Depois de haver declarado ser o desejo da
santa Igreja que todos os fiéis fizessem a santa Comunhão na Missa que
assistem, o santo Concílio de Trento recomenda, instantemente, aos que se
reconhecem indignos da recepção da Eucaristia, fazer, pelo menos, a Comunhão
espiritual que consiste no ardente desejo de receber Jesus Cristo. Esta prática
não seria tão recomendada, se não fosse proveitosíssima às nossas almas e um
dos principais meios de aumentar-nos a graça divina e a glória celeste.
Quando Jesus Cristo estava na terra, fez
muitas curas pela imposição das mãos; a muitos, porém, restituiu a saúde de
longe, sem estar presente, como, por exemplo, à filha da Cananéia e ao servo do
centurião. A infinita generosidade de Nosso Senhor não se limita às almas que
se aproximam dignamente de seu Sacramento de amor, estende-se também as que não
podem recebê-lo sacramentalmente. Não diz ele: "Eu sou o pão da vida; o
que vem a mim não terá mais fome, e o que crê em mim, não terá mais sede"?

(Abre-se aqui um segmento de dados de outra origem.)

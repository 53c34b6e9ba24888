//! Read API server.
//!
//! A thin HTTP surface over the measurement view. Rendering is left to the
//! consumer; this serves the sorted, bounded projection as JSON.

use std::sync::Arc;

use axum::{
    Json, Router,
    extract::{Query, State},
    response::IntoResponse,
    routing::get,
};
use serde::{Deserialize, Serialize};
use tower_http::{
    cors::CorsLayer,
    trace::{DefaultMakeSpan, TraceLayer},
};

use crate::store::MeasurementStore;
use crate::view;

/// Shared application state.
#[derive(Clone)]
pub struct AppState {
    /// Handle to the shared measurement history.
    pub store: MeasurementStore,
    /// Default number of groups returned when the caller gives no limit.
    pub view_limit: usize,
}

/// Health check response.
#[derive(Serialize)]
struct HealthResponse {
    status: String,
    groups: usize,
}

/// Query parameters for the groups API.
#[derive(Debug, Deserialize)]
pub struct GroupsQueryParams {
    /// Override for the configured view limit.
    pub limit: Option<usize>,
}

/// Create the Axum router with all routes.
pub fn create_router(state: AppState) -> Router {
    let app_state = Arc::new(state);

    Router::new()
        .route("/healthz", get(healthz_handler))
        .route("/api/groups", get(groups_handler))
        .layer(
            TraceLayer::new_for_http()
                .make_span_with(DefaultMakeSpan::default().include_headers(true)),
        )
        .layer(CorsLayer::permissive())
        .with_state(app_state)
}

/// Liveness probe.
async fn healthz_handler(State(state): State<Arc<AppState>>) -> Json<HealthResponse> {
    Json(HealthResponse {
        status: "ok".to_string(),
        groups: state.store.len(),
    })
}

/// Groups API endpoint: most recent measurement groups, newest first.
async fn groups_handler(
    State(state): State<Arc<AppState>>,
    Query(params): Query<GroupsQueryParams>,
) -> impl IntoResponse {
    let limit = params.limit.unwrap_or(state.view_limit);
    Json(view::recent(&state.store, limit))
}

Ir a Jesus é crer nele e amá-lo. Quem for a ele deste modo será saciado. Jesus
Cristo não ligou sua graça à santa Comunhão, de forma que não possa concedê-la
sem a recepção do Sacramento. Uma Comunhão espiritual, feita com ardentes
desejos, produz-nos mais graças que uma Comunhão sacramental feita sem fervor.
A intensidade de nossos desejos é a medida da graça que nos vem pela Comunhão
espiritual.
Mas, como fazer para bem comungar espiritualmente?

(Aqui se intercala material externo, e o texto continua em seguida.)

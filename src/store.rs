//! In-memory measurement history.
//!
//! [`MeasurementStore`] is the single piece of shared mutable state in the
//! process. It holds the full ordered history of measurement cycles behind
//! one reader/writer lock. Writers (the runner's append, the startup load)
//! take the lock exclusively; readers take an independent copy via
//! [`MeasurementStore::snapshot`] and release the lock before doing any
//! sorting or encoding.

use std::sync::{Arc, PoisonError, RwLock};

use chrono::{DateTime, Utc};
use serde::{Deserialize, Serialize};

/// One target's parsed speedtest outcome.
///
/// Numeric metrics are non-negative by construction: the runner rejects
/// payloads carrying negative values before a `Measurement` is built.
/// `server` and `client` carry the probe's provenance metadata (sponsor,
/// location, ISP, ...) as opaque JSON passed through to presentation.
#[derive(Debug, Clone, PartialEq, Serialize, Deserialize)]
pub struct Measurement {
    /// Identifier of the speedtest server this result came from.
    pub server_id: String,
    /// Timestamp reported by the probe (UTC).
    pub timestamp: DateTime<Utc>,
    /// Round-trip latency in milliseconds.
    pub ping_ms: f64,
    /// Download throughput in bits per second.
    pub download_bps: f64,
    /// Upload throughput in bits per second.
    pub upload_bps: f64,
    /// Raw bytes received during the download phase.
    pub bytes_received: u64,
    /// Raw bytes sent during the upload phase.
    pub bytes_sent: u64,
    /// Result share URL, when the probe produced one.
    #[serde(default, skip_serializing_if = "Option::is_none")]
    pub share_url: Option<String>,
    /// Remote server metadata, passed through untouched.
    #[serde(default)]
    pub server: serde_json::Value,
    /// Local client metadata, passed through untouched.
    #[serde(default)]
    pub client: serde_json::Value,
}

/// One completed measurement cycle across all configured targets.
///
/// Contains one [`Measurement`] per target that succeeded; failed targets
/// are simply absent. A group with zero results is degenerate but valid.
#[derive(Debug, Clone, PartialEq, Serialize, Deserialize)]
pub struct MeasurementGroup {
    /// Cycle start time (UTC).
    pub date: DateTime<Utc>,
    /// Results in target order, successes only.
    pub results: Vec<Measurement>,
}

impl MeasurementGroup {
    /// Create an empty group timestamped at `date`.
    pub fn new(date: DateTime<Utc>) -> Self {
        Self {
            date,
            results: Vec::new(),
        }
    }
}

/// Thread-safe, append-only store of measurement groups.
///
/// Cheap to clone; all clones share the same underlying history. Append
/// order is insertion order, and the only wholesale replacement is
/// [`MeasurementStore::replace_all`], used once at startup by the
/// persistence load.
#[derive(Debug, Clone, Default)]
pub struct MeasurementStore {
    inner: Arc<RwLock<Vec<MeasurementGroup>>>,
}

impl MeasurementStore {
    /// Create an empty store.
    pub fn new() -> Self {
        Self::default()
    }

    /// Append one completed group at the end of the history.
    pub fn append(&self, group: MeasurementGroup) {
        let mut groups = self.inner.write().unwrap_or_else(PoisonError::into_inner);
        groups.push(group);
    }

    /// Take an independent copy of the current history.
    ///
    /// The lock is released before this returns; the copy can be sorted or
    /// serialized without contending with writers.
    pub fn snapshot(&self) -> Vec<MeasurementGroup> {
        let groups = self.inner.read().unwrap_or_else(PoisonError::into_inner);
        groups.clone()
    }

    /// Atomically discard the current content and install `groups`.
    ///
    /// Used only by the startup load; normal operation is append-only.
    pub fn replace_all(&self, groups: Vec<MeasurementGroup>) {
        let mut current = self.inner.write().unwrap_or_else(PoisonError::into_inner);
        *current = groups;
    }

    /// Number of groups currently held.
    pub fn len(&self) -> usize {
        self.inner
            .read()
            .unwrap_or_else(PoisonError::into_inner)
            .len()
    }

    /// Whether the store holds no groups.
    pub fn is_empty(&self) -> bool {
        self.len() == 0
    }
}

O sábio Fornero, bispo de Hebron, no-lo ensina: "Todos os que ouvem a
santa Missa com boas disposições, são nutridos, de maneira mística, com o corpo
de Jesus Cristo. A virtude da santa Missa é tão grande que basta unir-se
espiritualmente ao sacerdote, para participar com ele do fruto do
Sacrifício" (Sermão 83). - Esta doutrina é muito consoladora, para os que
desejam fazer a Comunhão espiritual e não sabem fazê-la. Basta dizer: Uno minha
intenção com a do sacerdote, e desejo, comungando com ele, participar do santo
Sacrifício.
"Assim como os nossos membros que não
comem, acrescenta o bispo de Hebron, nutrem-se tão bem como a boca, da mesma
maneira, os que assistem à santa Missa nutrem-se, espiritualmente, por
intermédio do sacerdote, sem comungar realmente. Também é justo que o que está
em espírito com o celebrante à mesa do Senhor, seja nutrido em espírito com
ele. Se os convidados de um rei não saem com fome da sala do festim, como nosso
divino Salvador deixaria ir embora, sem ficarem saciados, os que vieram
adorá-lo na santa Missa!"
A santa Missa; a grande ceia do Senhor;
aí, cada um recebe sua parte a não ser que feche, obstinadamente, a boca de sua
alma diante da mão de Jesus Cristo, que lhe oferece o Corpo em alimento.
A Comunhão espiritual é, portanto, santa e
salutar. A santa Igreja diz expressamente: "Aqueles que, pelo desejo,
comem deste pão celeste, sentem-lhe o fruto e a utilidade, em virtude da fé
viva que a caridade torna fecunda" (Conc. de Trento, sessão 13).